GOAL OF THE EXERCISE:
Would you give the entries below again, precisely as they are written?

# # # # #

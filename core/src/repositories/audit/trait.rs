//! Audit log repository trait defining the interface for audit log persistence.

use async_trait::async_trait;

use crate::domain::entities::audit::AuditLog;
use crate::errors::DomainError;

/// Repository trait for AuditLog persistence
///
/// Writes are best-effort from the caller's point of view: the reaper and the
/// refresh exchange log a failed write and carry on.
#[async_trait]
pub trait AuditLogRepository: Send + Sync {
    /// Create a new audit log entry
    ///
    /// # Arguments
    /// * `audit_log` - The audit log entry to persist
    ///
    /// # Returns
    /// * `Ok(())` on successful creation
    /// * `Err(DomainError)` if the operation fails
    async fn create(&self, audit_log: &AuditLog) -> Result<(), DomainError>;
}
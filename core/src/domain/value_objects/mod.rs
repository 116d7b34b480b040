//! Value objects representing immutable request concepts.

pub mod request;
pub mod scope;

// Re-export commonly used types
pub use request::{params, ClientCredentials, OAuth2Request};
pub use scope::{join_scope, split_scope};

# # # # #

EXERCISE ANSWER:
filename core/src/repositories/audit/trait.rs
//! Audit log repository trait defining the interface for audit log persistence.

use async_trait::async_trait;

use crate::domain::entities::audit::AuditLog;
use crate::errors::DomainError;

/// Repository trait for AuditLog persistence
///
/// Writes are best-effort from the caller's point of view: the reaper and the
/// refresh exchange log a failed write and carry on.
#[async_trait]
pub trait AuditLogRepository: Send + Sync {
    /// Create a new audit log entry
    ///
    /// # Arguments
    /// * `audit_log` - The audit log entry to persist
    ///
    /// # Returns
    /// * `Ok(())` on successful creation
    /// * `Err(DomainError)` if the operation fails
    async fn create(&self, audit_log: &AuditLog) -> Result<(), DomainError>;
}
filename core/src/domain/value_objects/mod.rs
repository 116d7b34b480b040
//! Value objects representing immutable request concepts.

pub mod request;
pub mod scope;

// Re-export commonly used types
pub use request::{params, ClientCredentials, OAuth2Request};
pub use scope::{join_scope, split_scope};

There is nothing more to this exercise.